While I was largely off-grid this summer, Judge Keenan ruled that the third Boles Fosamax ONJ Trial — on damages — should be held over, until one crucial question of law is resolved. He has asked the Court of Appeals to answer a crucual question about which legal principle(s) should apply. [My backgrounders, here and here.]

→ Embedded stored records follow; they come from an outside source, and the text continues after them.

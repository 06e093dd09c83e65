//! BTDigg upstream fetcher.

use std::time::Duration;

use async_trait::async_trait;
use reqwest::{Client, Proxy, StatusCode};
use tracing::debug;

use crate::config::UpstreamConfig;
use crate::record::{InfoHash, TorrentRecord};

use super::parser::parse_search_page;
use super::{FetchError, UpstreamFetcher};

/// Fetches torrent details by scraping BTDigg's search page.
pub struct BtdiggFetcher {
    client: Client,
    config: UpstreamConfig,
}

impl BtdiggFetcher {
    /// Create a fetcher. The proxy (if any) is applied to every request.
    pub fn new(config: UpstreamConfig) -> Result<Self, FetchError> {
        let mut builder = Client::builder()
            .timeout(Duration::from_secs(config.timeout_secs as u64))
            .user_agent(config.user_agent.clone());

        if let Some(proxy_url) = config.proxy() {
            let proxy = Proxy::all(proxy_url)
                .map_err(|e| FetchError::InvalidConfig(format!("proxy_url: {}", e)))?;
            builder = builder.proxy(proxy);
        }

        let client = builder
            .build()
            .map_err(|e| FetchError::InvalidConfig(e.to_string()))?;

        Ok(Self { client, config })
    }

    /// Build the search URL for an info hash.
    fn build_search_url(&self, info_hash: &InfoHash) -> String {
        format!(
            "{}/search?order=0&q={}",
            self.config.base_url.trim_end_matches('/'),
            urlencoding::encode(info_hash.as_str())
        )
    }

    async fn get_page(&self, info_hash: &InfoHash) -> Result<Option<String>, FetchError> {
        let url = self.build_search_url(info_hash);
        debug!(info_hash = %info_hash, "Querying BTDigg");

        let response = self.client.get(&url).send().await.map_err(map_transport_error)?;

        match response.status() {
            StatusCode::NOT_FOUND => Ok(None),
            status if status.is_success() => response
                .text()
                .await
                .map(Some)
                .map_err(map_transport_error),
            status => Err(FetchError::Status(status.as_u16())),
        }
    }
}

#[async_trait]
impl UpstreamFetcher for BtdiggFetcher {
    fn name(&self) -> &str {
        "btdigg"
    }

    async fn fetch(&self, info_hash: &InfoHash) -> Result<Option<TorrentRecord>, FetchError> {
        let Some(html) = self.get_page(info_hash).await? else {
            debug!(info_hash = %info_hash, "BTDigg returned 404");
            return Ok(None);
        };

        let record = parse_search_page(info_hash, &html)?;
        debug!(
            info_hash = %info_hash,
            found = record.is_some(),
            "BTDigg page parsed"
        );
        Ok(record)
    }
}

fn map_transport_error(e: reqwest::Error) -> FetchError {
    if e.is_timeout() {
        FetchError::Timeout
    } else if e.is_connect() {
        FetchError::Connection(e.to_string())
    } else if e.is_decode() || e.is_body() {
        FetchError::Parse(e.to_string())
    } else {
        FetchError::Connection(e.to_string())
    }
}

So now Mrs. Boles must wait for her retrial (and inexorably grows older, and more frail, with each passing day, in the process). She must wait until a higher court decides whether it is enough that (as her lawyers contend) she showed evidence at trial that the drug Fosamax was inappropriate for patients like her — for long term, uninterrupted use (when initially she was not even diagnosed with full-on osteoporosis — see graphic below); or whether (as Merck’s lawyers contend) Merck should be off the hook because the FDA label for Fosamax was accurate when it was issued, without regard to the special risks presented by long term use by patients like Mrs. Boles. Here is the order, signed in July:
OPINION AND ORDER
. . .[T]he Court certifies that the following is a controlling question of law as to which there is substantial ground for difference of opinion:
May a plaintiff [Shirley Boles] establish that a prescription drug is defective [Fosamax] by showing that its risks outweigh its benefits for a subset of the patient population for whom the drug is indicated [patients like Mrs. Boles], regardless of the risk-benefit calculus for the indicated patient population as a whole [provided by Merck, when originally seeking FDA approval for Fosamax]?
Furthermore, the Court finds that an immediate appeal from the Court’s October 4, 2010 Order will materially advance the ultimate termination of this case, as well as the Fosamax MDL.
Therefore, the Court CERTIFIES the above question for review by the U.S. Court of Appeals for the Second Circuit pursuant to 28 U.S.C. § 1292 (b). Proceedings in the case of Boles v. Merck & Co. Inc., No. 06 Civ. 9455 (JFK), are STAYED pending resolution of the appeal or denial of interlocutory appellate review by the Second Circuit.
However, no other proceedings in the Fosamax MDL are stayed by this Opinion and Order. Re: (309 in 1:06-cv-09455-JFK) MOTION for Leave to Appeal Motion to Certify This Matter for Interlocutory Appeal filed by Merck & Co., Inc.
/s/ John F. Keenan,
United States District Court Judge
for the Southern District of New York
We will keep you posted, but Mrs. Boles grows sicker as she waits.